The value of the global district cooling market is estimated to reach $29bn by 2019, at a CAGR of 11.4% from 2014 to 2019, according to MarketsandMarkets.
The Middle East and Africa region is the fastest-growing market due to rapid growth in the real estate and commercial sectors which is marked by increasing demand for power and cooling during peak hours.
Industry analysts believe that the GCC has already reached more than four million refrigeration tonnes of installed capacity, accounting for 32% of the total capacity worldwide, a reflection of remarkable growth and huge potential for the district cooling sector over the next few years if well managed.
The district cooling market is mainly driven by high efficiency of district cooling technology which results in enhanced reliability, less water and energy usage, reduction in environmental degradation, efficient use of energy and reduction in strain on a nation’s electricity grid.
The Knowledge Partner of this Special Report is UAE-based DC Pro Engineering, a leading engineering company with a 30-40% share of the Middle East district cooling market. Under the leadership of CEO George Berbari, the company is a champion for innovation in the industry and is pushing the boundaries with trigeneration.

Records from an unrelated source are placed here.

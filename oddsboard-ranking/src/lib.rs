//! Outcome normalization and ranking for the Odds Board dashboard
//!
//! Turns market records from either snapshot shape into canonical outcomes:
//! - [`adapter`] flattens a record into candidate outcomes
//! - [`label`] recovers short labels from free-text questions
//! - [`multiplier`] derives payout multipliers from probabilities
//! - [`tier`] picks the outcomes worth showing on a card
//! - [`resolver`] reduces a market to one outcome for the table view
//! - [`sorter`] orders the market list by the active [`SortSpec`]
//!
//! Every operation is a pure function of its input. [`RankingEngine`] bundles
//! them with a [`RankingConfig`] for the rendering layer.

pub mod adapter;
pub mod config;
pub mod label;
pub mod multiplier;
pub mod outcome;
pub mod resolver;
pub mod sorter;
pub mod tier;

pub use config::{ConfigError, RankingConfig};
pub use multiplier::{format_multiplier, multiplier, Multiplier};
pub use outcome::{BestOutcome, CandidateOutcome};
pub use tier::{SelectionMode, Tier, DISPLAY_LIMIT};

use oddsboard_core::{RawMarketRecord, SortSpec};

/// Entry point used by the rendering layer
#[derive(Debug, Clone, Default)]
pub struct RankingEngine {
    config: RankingConfig,
}

impl RankingEngine {
    pub fn new(config: RankingConfig) -> Self {
        Self { config }
    }

    pub fn config(&self) -> &RankingConfig {
        &self.config
    }

    /// All candidate outcomes of a market, unfiltered
    pub fn candidates(&self, market: &RawMarketRecord) -> Vec<CandidateOutcome> {
        adapter::adapt(market)
    }

    /// Outcomes for a market card, highest probability first
    pub fn display_outcomes(&self, market: &RawMarketRecord) -> Vec<CandidateOutcome> {
        tier::select_top(&adapter::adapt(market), self.config.display_limit)
    }

    /// The single outcome shown for a market in the table view
    pub fn best_outcome(&self, market: &RawMarketRecord) -> BestOutcome {
        resolver::resolve(market, &self.config)
    }

    /// Markets ordered by `spec`
    pub fn sort(&self, markets: &[RawMarketRecord], spec: SortSpec) -> Vec<RawMarketRecord> {
        sorter::sort_markets(markets, spec, &self.config)
    }
}
//! Ordering of the market list by the active sort column

use crate::config::RankingConfig;
use crate::resolver;
use oddsboard_core::{RawMarketRecord, SortColumn, SortDirection, SortSpec};
use rust_decimal::Decimal;
use std::cmp::Ordering;
use tracing::trace;

/// Key a market is ordered by, extracted once per sort
#[derive(Debug, Clone, PartialEq)]
enum SortKey {
    Text(String),
    Probability(f64),
    Volume(Decimal),
    /// Milliseconds since the epoch, zero when the date is missing
    Timestamp(i64),
}

impl SortKey {
    fn extract(market: &RawMarketRecord, column: SortColumn, config: &RankingConfig) -> Self {
        match column {
            SortColumn::Event => SortKey::Text(market.title().to_lowercase()),
            SortColumn::Outcome => {
                SortKey::Text(resolver::resolve(market, config).name.to_lowercase())
            }
            SortColumn::Probability => {
                SortKey::Probability(resolver::resolve(market, config).probability)
            }
            SortColumn::Volume => SortKey::Volume(market.volume()),
            SortColumn::EndDate => SortKey::Timestamp(
                market
                    .end_date()
                    .map(|date| date.timestamp_millis())
                    .unwrap_or(0),
            ),
        }
    }

    fn compare(&self, other: &Self) -> Ordering {
        match (self, other) {
            (SortKey::Text(a), SortKey::Text(b)) => a.cmp(b),
            (SortKey::Probability(a), SortKey::Probability(b)) => a.total_cmp(b),
            (SortKey::Volume(a), SortKey::Volume(b)) => a.cmp(b),
            (SortKey::Timestamp(a), SortKey::Timestamp(b)) => a.cmp(b),
            // Every key of one sort comes from the same column
            _ => Ordering::Equal,
        }
    }
}

/// Sort markets by `spec`, leaving the input untouched
///
/// The sort is stable: markets with equal keys keep their relative order in
/// both directions.
pub fn sort_markets(
    markets: &[RawMarketRecord],
    spec: SortSpec,
    config: &RankingConfig,
) -> Vec<RawMarketRecord> {
    let mut keyed: Vec<(SortKey, &RawMarketRecord)> = markets
        .iter()
        .map(|market| (SortKey::extract(market, spec.column, config), market))
        .collect();

    keyed.sort_by(|(a, _), (b, _)| match spec.direction {
        SortDirection::Asc => a.compare(b),
        SortDirection::Desc => b.compare(a),
    });

    trace!(
        column = %spec.column,
        direction = %spec.direction,
        count = keyed.len(),
        "Sorted markets"
    );

    keyed.into_iter().map(|(_, market)| market.clone()).collect()
}

#[cfg(test)]
mod tests {
    use super::*;
    use serde_json::json;

    fn market(title: &str, probability: f64, volume: f64, end_date: &str) -> RawMarketRecord {
        RawMarketRecord::classify(json!({
            "title": title,
            "outcomes": [{"name": format!("{} outcome", title), "probability": probability}],
            "metrics": {"total_volume": volume},
            "end_date": end_date
        }))
    }

    fn titles(markets: &[RawMarketRecord]) -> Vec<&str> {
        markets.iter().map(RawMarketRecord::title).collect()
    }

    fn sample() -> Vec<RawMarketRecord> {
        vec![
            market("beta", 0.2, 500.0, "2025-06-01"),
            market("Alpha", 0.9, 100.0, "2025-01-01"),
            market("gamma", 0.5, 900.0, "2026-01-01"),
        ]
    }

    #[test]
    fn test_sort_by_event_is_case_insensitive() {
        let config = RankingConfig::default();
        let sorted = sort_markets(
            &sample(),
            SortSpec::new(SortColumn::Event, SortDirection::Asc),
            &config,
        );
        assert_eq!(titles(&sorted), vec!["Alpha", "beta", "gamma"]);
    }

    #[test]
    fn test_sort_by_probability_desc() {
        let config = RankingConfig::default();
        let sorted = sort_markets(
            &sample(),
            SortSpec::new(SortColumn::Probability, SortDirection::Desc),
            &config,
        );
        assert_eq!(titles(&sorted), vec!["Alpha", "gamma", "beta"]);
    }

    #[test]
    fn test_sort_by_volume_and_end_date() {
        let config = RankingConfig::default();
        let by_volume = sort_markets(&sample(), SortSpec::default(), &config);
        assert_eq!(titles(&by_volume), vec!["gamma", "beta", "Alpha"]);

        let by_date = sort_markets(
            &sample(),
            SortSpec::new(SortColumn::EndDate, SortDirection::Asc),
            &config,
        );
        assert_eq!(titles(&by_date), vec!["Alpha", "beta", "gamma"]);
    }

    #[test]
    fn test_missing_end_date_sorts_as_epoch() {
        let config = RankingConfig::default();
        let markets = vec![
            market("dated", 0.5, 1.0, "2025-01-01"),
            market("undated", 0.5, 1.0, "someday"),
        ];
        let sorted = sort_markets(
            &markets,
            SortSpec::new(SortColumn::EndDate, SortDirection::Asc),
            &config,
        );
        assert_eq!(titles(&sorted), vec!["undated", "dated"]);
    }

    #[test]
    fn test_end_date_spellings_sort_together() {
        let config = RankingConfig::default();
        let markets = vec![
            market("dated", 0.5, 1.0, "2025-01-01"),
            RawMarketRecord::classify(json!({
                "title": "new-camel",
                "outcomes": [{"name": "Yes", "probability": 0.5}],
                "endDate": "2030-01-01"
            })),
            RawMarketRecord::classify(json!({
                "title": "old-snake",
                "markets": [{"question": "old-snake?", "outcomePrices": "[0.5, 0.5]"}],
                "end_date": "2027-01-01"
            })),
        ];
        let sorted = sort_markets(
            &markets,
            SortSpec::new(SortColumn::EndDate, SortDirection::Desc),
            &config,
        );
        assert_eq!(titles(&sorted), vec!["new-camel", "old-snake", "dated"]);
    }

    #[test]
    fn test_input_is_not_mutated() {
        let config = RankingConfig::default();
        let markets = sample();
        let _ = sort_markets(&markets, SortSpec::default(), &config);
        assert_eq!(titles(&markets), vec!["beta", "Alpha", "gamma"]);
    }
}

“With our innovative design techniques, we save 70% of your fresh air energy, 30% of your air side fan energy, 50% of your lighting energy, 90% of your hot water energy, 30% of your water usage and more, and we do all that while reducing your construction cost,” says Berbari.
However, forward-thinking companies such as DC Pro Engineering are keen for the district cooling market in the region to reach maturity, as despite the remarkable growth forecasted, the market suffers from a lack of regulation.
A senior analyst at Strategy& told the Special Report: “As a result of an unregulated market, district cooling has not been used sufficiently where it is appropriate, and it has been used where it is inappropriate. As GCC countries continue to develop their economies, this misuse of an important technology will prove costly.”
Rather encouragingly, there are signs that efforts are being made by regional authorities to address this, with the likes of Abu Dhabi’s Regulation and Supervision Bureau and the Supreme Council of Energy in Dubai both announcing plans to introduce regulation soon.